En efecto, una breve encuesta entre vástagos propios y ajenos, incluso entre los pre-adolescentes (el resto es otro mundo) arroja un resultado concluyente: “queremos descansar”.

La lista de los chicos incluye actividades como dormir hasta tarde, que nadie los moleste con horarios, “ni hacer mandados”, y menos cuidar hermanos menores. Y también que los dejen disfrutar de las tres T, sin reproches ni mezquindades: tablet, teléfono y tele.

En fin, está bueno armar programas, sacarlos cada tanto del “hogar dulce hogar” y hacer, cuando el sol y el airecito lo permiten, actividades al aire libre. Pero también está bueno respetarlos: “hacer nada es nada”, me aclara una de mis hijas. Y eso abarca no poner la mesa, no tender la cama, andar en pijama, tirar las medias sucias al piso y hasta dejar de lado, por algunos momentos, los aparatos de la ortodoncia.

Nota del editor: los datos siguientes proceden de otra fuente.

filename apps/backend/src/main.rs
use actix_web::{web, App, HttpServer};
use restaurant_api::config::app::ServerConfig;
use restaurant_api::infra::state::build_state;
use restaurant_api::middleware::{cors_middleware, RequestTrace, StructuredLogger, TraceSpan};
use restaurant_api::{routes, telemetry};
use tracing::{error, info};

#[actix_web::main]
async fn main() -> std::io::Result<()> {
    telemetry::init_tracing();

    // Environment variables must be set by the runtime environment.
    let config = match ServerConfig::from_env() {
        Ok(config) => config,
        Err(e) => {
            error!(error = %e, "Invalid configuration");
            std::process::exit(1);
        }
    };

    let app_state = match build_state()
        .with_db(config.db_kind)
        .with_security(config.security.clone())
        .build()
        .await
    {
        Ok(state) => state,
        Err(e) => {
            error!(error = %e, "Failed to build application state");
            std::process::exit(1);
        }
    };

    info!(host = %config.host, port = config.port, db = %config.db_kind, "Starting restaurant API");

    let data = web::Data::new(app_state);
    let origins = config.cors_allowed_origins.clone();

    HttpServer::new(move || {
        App::new()
            .wrap(cors_middleware(&origins))
            .wrap(StructuredLogger)
            .wrap(TraceSpan)
            .wrap(RequestTrace)
            .app_data(data.clone())
            .configure(routes::configure)
    })
    .bind((config.host.as_str(), config.port))?
    .run()
    .await
}
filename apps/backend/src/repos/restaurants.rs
//! Restaurant domain model and list-query types.

use std::str::FromStr;

#[derive(Debug, Clone, PartialEq)]
pub struct Restaurant {
    pub id: i32,
    pub name: String,
    pub description: Option<String>,
    pub category: Option<String>,
    pub has_delivery: bool,
    pub contact_email: Option<String>,
    pub contact_number: Option<String>,
    pub city: String,
    pub street: String,
    pub postal_code: Option<String>,
    pub created_by_id: Option<i32>,
}

#[derive(Debug, Clone, PartialEq)]
pub struct NewRestaurant {
    pub name: String,
    pub description: Option<String>,
    pub category: Option<String>,
    pub has_delivery: bool,
    pub contact_email: Option<String>,
    pub contact_number: Option<String>,
    pub city: String,
    pub street: String,
    pub postal_code: Option<String>,
    pub created_by_id: Option<i32>,
}

/// Fields an owner may change after creation.
#[derive(Debug, Clone, PartialEq)]
pub struct RestaurantPatch {
    pub name: String,
    pub description: Option<String>,
    pub has_delivery: bool,
}

impl Restaurant {
    pub fn apply(&mut self, patch: RestaurantPatch) {
        self.name = patch.name;
        self.description = patch.description;
        self.has_delivery = patch.has_delivery;
    }
}

#[derive(Debug, Clone, Copy, PartialEq, Eq)]
pub enum SortBy {
    Name,
    Category,
    Description,
}

impl SortBy {
    pub const ALL: [SortBy; 3] = [SortBy::Name, SortBy::Category, SortBy::Description];

    pub const fn as_str(&self) -> &'static str {
        match self {
            SortBy::Name => "Name",
            SortBy::Category => "Category",
            SortBy::Description => "Description",
        }
    }
}

impl FromStr for SortBy {
    type Err = ();

    fn from_str(s: &str) -> Result<Self, Self::Err> {
        SortBy::ALL
            .into_iter()
            .find(|column| column.as_str() == s)
            .ok_or(())
    }
}

#[derive(Debug, Clone, Copy, PartialEq, Eq, Default)]
pub enum SortDirection {
    #[default]
    Asc,
    Desc,
}

impl FromStr for SortDirection {
    type Err = ();

    fn from_str(s: &str) -> Result<Self, Self::Err> {
        if s.eq_ignore_ascii_case("asc") {
            Ok(SortDirection::Asc)
        } else if s.eq_ignore_ascii_case("desc") {
            Ok(SortDirection::Desc)
        } else {
            Err(())
        }
    }
}

/// A list request that already passed the pagination guard.
#[derive(Debug, Clone, PartialEq)]
pub struct PageRequest {
    /// 1-based
    pub page_number: u32,
    pub page_size: u32,
    pub search_phrase: Option<String>,
    pub sort: Option<(SortBy, SortDirection)>,
}

impl PageRequest {
    pub fn offset(&self) -> u64 {
        u64::from(self.page_number - 1) * u64::from(self.page_size)
    }

    /// Lower-cased, trimmed phrase; `None` when blank.
    pub fn normalized_phrase(&self) -> Option<String> {
        self.search_phrase
            .as_deref()
            .map(str::trim)
            .filter(|p| !p.is_empty())
            .map(str::to_lowercase)
    }
}

/// One page of results plus the total match count before paging.
#[derive(Debug, Clone, PartialEq)]
pub struct Page<T> {
    pub items: Vec<T>,
    pub total_items: u64,
}

#[cfg(test)]
mod tests {
    use super::*;

    #[test]
    fn parses_sortable_columns_exactly() {
        assert_eq!("Name".parse::<SortBy>(), Ok(SortBy::Name));
        assert_eq!("Description".parse::<SortBy>(), Ok(SortBy::Description));
        assert!("name".parse::<SortBy>().is_err());
        assert!("City".parse::<SortBy>().is_err());
    }

    #[test]
    fn parses_direction_case_insensitively() {
        assert_eq!("DESC".parse::<SortDirection>(), Ok(SortDirection::Desc));
        assert_eq!("asc".parse::<SortDirection>(), Ok(SortDirection::Asc));
        assert!("up".parse::<SortDirection>().is_err());
    }

    #[test]
    fn offset_is_zero_based() {
        let req = PageRequest {
            page_number: 3,
            page_size: 10,
            search_phrase: Some("  Pizza ".into()),
            sort: None,
        };
        assert_eq!(req.offset(), 20);
        assert_eq!(req.normalized_phrase().as_deref(), Some("pizza"));
    }
}
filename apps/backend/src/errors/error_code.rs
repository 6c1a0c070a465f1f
//! Error codes for the Restaurant API.
//!
//! Add new codes here; never pass ad-hoc strings as error codes.
//! All codes are SCREAMING_SNAKE_CASE and map 1:1 to the strings that
//! appear in HTTP responses.

use core::fmt;

#[derive(Debug, Clone, Copy, PartialEq, Eq, Hash)]
pub enum ErrorCode {
    // Authentication & Authorization
    /// Missing or malformed Bearer token
    UnauthorizedMissingBearer,
    /// Invalid JWT token
    UnauthorizedInvalidJwt,
    /// JWT token has expired
    UnauthorizedExpiredJwt,
    /// Acting user is not the owner of the resource
    NotResourceOwner,
    /// Role not allowed to perform this operation
    InsufficientRole,

    // Request Validation
    /// One or more fields failed validation
    ValidationError,
    /// Malformed request (body or query could not be parsed)
    BadRequest,
    /// Restaurant id in the path is not a positive integer
    InvalidRestaurantId,
    /// Unknown email or wrong password at login
    InvalidCredentials,

    // Resource Not Found
    /// Restaurant not found
    RestaurantNotFound,
    /// General not found error
    NotFound,

    // Conflicts
    /// Email already registered
    UniqueEmail,
    /// Generic conflict (fallback for unmatched conflicts)
    Conflict,

    // System Errors
    /// Database error
    DbError,
    /// Database unavailable
    DbUnavailable,
    /// Internal server error
    Internal,
    /// Configuration error
    ConfigError,
}

impl ErrorCode {
    /// The exact string that appears in HTTP responses.
    pub const fn as_str(&self) -> &'static str {
        match self {
            Self::UnauthorizedMissingBearer => "UNAUTHORIZED_MISSING_BEARER",
            Self::UnauthorizedInvalidJwt => "UNAUTHORIZED_INVALID_JWT",
            Self::UnauthorizedExpiredJwt => "UNAUTHORIZED_EXPIRED_JWT",
            Self::NotResourceOwner => "NOT_RESOURCE_OWNER",
            Self::InsufficientRole => "INSUFFICIENT_ROLE",

            Self::ValidationError => "VALIDATION_ERROR",
            Self::BadRequest => "BAD_REQUEST",
            Self::InvalidRestaurantId => "INVALID_RESTAURANT_ID",
            Self::InvalidCredentials => "INVALID_CREDENTIALS",

            Self::RestaurantNotFound => "RESTAURANT_NOT_FOUND",
            Self::NotFound => "NOT_FOUND",

            Self::UniqueEmail => "UNIQUE_EMAIL",
            Self::Conflict => "CONFLICT",

            Self::DbError => "DB_ERROR",
            Self::DbUnavailable => "DB_UNAVAILABLE",
            Self::Internal => "INTERNAL",
            Self::ConfigError => "CONFIG_ERROR",
        }
    }

    /// Every code, for uniqueness checks.
    pub const ALL: &'static [ErrorCode] = &[
        Self::UnauthorizedMissingBearer,
        Self::UnauthorizedInvalidJwt,
        Self::UnauthorizedExpiredJwt,
        Self::NotResourceOwner,
        Self::InsufficientRole,
        Self::ValidationError,
        Self::BadRequest,
        Self::InvalidRestaurantId,
        Self::InvalidCredentials,
        Self::RestaurantNotFound,
        Self::NotFound,
        Self::UniqueEmail,
        Self::Conflict,
        Self::DbError,
        Self::DbUnavailable,
        Self::Internal,
        Self::ConfigError,
    ];
}

impl fmt::Display for ErrorCode {
    fn fmt(&self, f: &mut fmt::Formatter<'_>) -> fmt::Result {
        f.write_str(self.as_str())
    }
}

impl From<ErrorCode> for &'static str {
    fn from(code: ErrorCode) -> Self {
        code.as_str()
    }
}
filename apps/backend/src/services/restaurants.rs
//! Restaurant use cases over the injected repository and policy.

use tracing::info;

use crate::error::AppError;
use crate::errors::domain::{DomainError, NotFoundKind};
use crate::errors::ErrorCode;
use crate::logging::security;
use crate::models::restaurant::{CreateRestaurantDto, PagedResult, RestaurantDto};
use crate::repos::{PageRequest, Restaurant, RestaurantPatch, RestaurantRepo};
use crate::services::authorization::{Actor, AuthorizationPolicy, ResourceOperation};

fn not_found(id: i32) -> AppError {
    DomainError::not_found(NotFoundKind::Restaurant, format!("Restaurant {id} not found")).into()
}

fn authorize(
    policy: &dyn AuthorizationPolicy,
    actor: &Actor,
    restaurant: &Restaurant,
    operation: ResourceOperation,
) -> Result<(), AppError> {
    if policy.authorize(actor, restaurant, operation) {
        return Ok(());
    }
    security::access_denied(actor.id, &operation.to_string(), "restaurant");
    Err(AppError::forbidden(
        ErrorCode::NotResourceOwner,
        format!("Not allowed to {operation} restaurant {}", restaurant.id),
    ))
}

pub async fn list(
    repo: &dyn RestaurantRepo,
    request: &PageRequest,
) -> Result<PagedResult<RestaurantDto>, AppError> {
    let page = repo.list(request).await?;
    Ok(PagedResult::new(
        page.items.into_iter().map(RestaurantDto::from).collect(),
        page.total_items,
        request.page_size,
        request.page_number,
    ))
}

pub async fn get(repo: &dyn RestaurantRepo, id: i32) -> Result<RestaurantDto, AppError> {
    repo.find_by_id(id)
        .await?
        .map(RestaurantDto::from)
        .ok_or_else(|| not_found(id))
}

/// Returns the new restaurant's id.
pub async fn create(
    repo: &dyn RestaurantRepo,
    actor: &Actor,
    dto: CreateRestaurantDto,
) -> Result<i32, AppError> {
    if !actor.role.can_create_restaurants() {
        security::access_denied(actor.id, "create", "restaurant");
        return Err(AppError::forbidden(
            ErrorCode::InsufficientRole,
            "Only managers and admins can create restaurants",
        ));
    }

    let created = repo.create(dto.into_new_restaurant(actor.id)).await?;
    info!(restaurant_id = created.id, user_id = actor.id, "Restaurant created");
    Ok(created.id)
}

pub async fn update(
    repo: &dyn RestaurantRepo,
    policy: &dyn AuthorizationPolicy,
    actor: &Actor,
    id: i32,
    patch: RestaurantPatch,
) -> Result<RestaurantDto, AppError> {
    let existing = repo.find_by_id(id).await?.ok_or_else(|| not_found(id))?;
    authorize(policy, actor, &existing, ResourceOperation::Update)?;

    let updated = repo.update(id, patch).await?.ok_or_else(|| not_found(id))?;
    info!(restaurant_id = id, user_id = actor.id, "Restaurant updated");
    Ok(RestaurantDto::from(updated))
}

/// Missing -> not found; present but not permitted -> forbidden. The
/// removal itself is one store call, so a concurrent delete still surfaces
/// as not found.
pub async fn delete(
    repo: &dyn RestaurantRepo,
    policy: &dyn AuthorizationPolicy,
    actor: &Actor,
    id: i32,
) -> Result<(), AppError> {
    let existing = repo.find_by_id(id).await?.ok_or_else(|| not_found(id))?;
    authorize(policy, actor, &existing, ResourceOperation::Delete)?;

    if !repo.delete(id).await? {
        return Err(not_found(id));
    }
    info!(restaurant_id = id, user_id = actor.id, "Restaurant deleted");
    Ok(())
}
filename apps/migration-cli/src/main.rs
use clap::{Parser, ValueEnum};
use migration::sea_orm::{ConnectOptions, Database};
use migration::{migrate, MigrationCommand};

#[derive(Clone, Copy, ValueEnum)]
enum Db {
    Postgres,
    SqliteFile,
}

#[derive(Parser)]
#[command(name = "migration-cli")]
#[command(about = "Restaurant API database migration tool")]
struct Args {
    /// Migration command to run: up | down | fresh | reset | refresh | status
    command: String,

    /// Database type
    #[arg(short, long, value_enum, default_value = "postgres")]
    db: Db,

    /// Connection URL for postgres
    #[arg(long, env = "DATABASE_URL")]
    database_url: Option<String>,

    /// Database file for sqlite-file
    #[arg(long, env = "SQLITE_PATH", default_value = "restaurant_api.db")]
    sqlite_path: String,
}

#[tokio::main]
async fn main() {
    tracing_subscriber::fmt()
        .with_writer(std::io::stdout)
        .without_time()
        .with_target(false)
        .with_env_filter("migration=info,sqlx=warn")
        .init();

    let args = Args::parse();

    let command = match args.command.parse::<MigrationCommand>() {
        Ok(command) => command,
        Err(e) => {
            eprintln!("{e}");
            std::process::exit(2);
        }
    };

    let url = match args.db {
        Db::Postgres => match args.database_url {
            Some(url) => url,
            None => {
                eprintln!("DATABASE_URL (or --database-url) is required for postgres");
                std::process::exit(2);
            }
        },
        Db::SqliteFile => format!("sqlite://{}?mode=rwc", args.sqlite_path),
    };

    let mut opts = ConnectOptions::new(url);
    opts.sqlx_logging(false);

    let db = match Database::connect(opts).await {
        Ok(db) => db,
        Err(e) => {
            eprintln!("Failed to connect: {e}");
            std::process::exit(1);
        }
    };

    if let Err(e) = migrate(&db, command).await {
        eprintln!("Migration failed: {e}");
        std::process::exit(1);
    }
}
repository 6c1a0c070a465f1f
use actix_web::{dev::Payload, http::header, FromRequest, HttpRequest};
use futures_util::future::{ready, Ready};

use crate::AppError;

/// Bearer token extracted from the Authorization header
#[derive(Debug, Clone, PartialEq, Eq)]
pub struct AuthToken {
    pub token: String,
}

impl AuthToken {
    pub fn from_request_headers(req: &HttpRequest) -> Result<Self, AppError> {
        let auth_value = req
            .headers()
            .get(header::AUTHORIZATION)
            .ok_or_else(AppError::unauthorized_missing_bearer)?
            .to_str()
            .map_err(|_| AppError::unauthorized_missing_bearer())?;

        // Parse "Bearer <token>" format
        let mut parts = auth_value.split_whitespace();
        match (parts.next(), parts.next(), parts.next()) {
            (Some(scheme), Some(token), None) if scheme.eq_ignore_ascii_case("Bearer") => {
                Ok(AuthToken {
                    token: token.to_string(),
                })
            }
            _ => Err(AppError::unauthorized_missing_bearer()),
        }
    }
}

impl FromRequest for AuthToken {
    type Error = AppError;
    type Future = Ready<Result<Self, Self::Error>>;

    fn from_request(req: &HttpRequest, _: &mut Payload) -> Self::Future {
        ready(Self::from_request_headers(req))
    }
}
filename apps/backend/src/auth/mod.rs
pub mod jwt;
pub mod password;
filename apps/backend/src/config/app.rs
//! Server settings read at start-up.

use std::time::Duration;

use super::db::{must_var, DbKind};
use super::{ProcessEnv, VarSource};
use crate::error::AppError;
use crate::state::security_config::{SecurityConfig, DEFAULT_ACCESS_TOKEN_TTL};

#[derive(Debug, Clone)]
pub struct ServerConfig {
    pub host: String,
    pub port: u16,
    pub db_kind: DbKind,
    pub cors_allowed_origins: Vec<String>,
    pub security: SecurityConfig,
}

impl ServerConfig {
    pub fn from_env() -> Result<Self, AppError> {
        Self::from_vars(&ProcessEnv)
    }

    pub fn from_vars(vars: &dyn VarSource) -> Result<Self, AppError> {
        let host = vars
            .var("RESTAURANT_API_HOST")
            .unwrap_or_else(|| "0.0.0.0".to_string());
        let port = match vars.var("RESTAURANT_API_PORT") {
            Some(raw) => raw.trim().parse::<u16>().map_err(|_| {
                AppError::config("RESTAURANT_API_PORT must be a valid port number")
            })?,
            None => 3001,
        };

        let jwt_secret = must_var(vars, "RESTAURANT_API_JWT_SECRET")?;
        let ttl = match vars.var("RESTAURANT_API_JWT_TTL_MINUTES") {
            Some(raw) => {
                let minutes = raw
                    .trim()
                    .parse::<u64>()
                    .ok()
                    .filter(|m| *m > 0)
                    .ok_or_else(|| {
                        AppError::config("RESTAURANT_API_JWT_TTL_MINUTES must be a positive integer")
                    })?;
                // Token expiry is an i64 seconds claim.
                let secs = minutes
                    .checked_mul(60)
                    .filter(|s| i64::try_from(*s).is_ok())
                    .ok_or_else(|| AppError::config("RESTAURANT_API_JWT_TTL_MINUTES is too large"))?;
                Duration::from_secs(secs)
            }
            None => DEFAULT_ACCESS_TOKEN_TTL,
        };

        let db_kind = match vars.var("RESTAURANT_API_DB") {
            Some(raw) => raw.parse()?,
            None => DbKind::default(),
        };

        let cors_allowed_origins = vars
            .var("CORS_ALLOWED_ORIGINS")
            .map(|raw| {
                raw.split(',')
                    .map(str::trim)
                    .filter(|o| !o.is_empty())
                    .map(str::to_string)
                    .collect()
            })
            .unwrap_or_default();

        Ok(Self {
            host,
            port,
            db_kind,
            cors_allowed_origins,
            security: SecurityConfig::new(jwt_secret.into_bytes()).with_access_token_ttl(ttl),
        })
    }
}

Cada uno disfruta como quiere. Y el que no, como puede. Y si bien cada chico es diferente, y también sus gustos, vale como pauta general, para no estresarnos, ni convertirnos en un aprendiz improvisado de payaso, y muchos menos morirnos de cansancio en el intento, esa frase que seguro alguna vez leímos o escuchamos (y hasta suena bastante cursi) pero resulta práctica: a veces, mucho menos es más.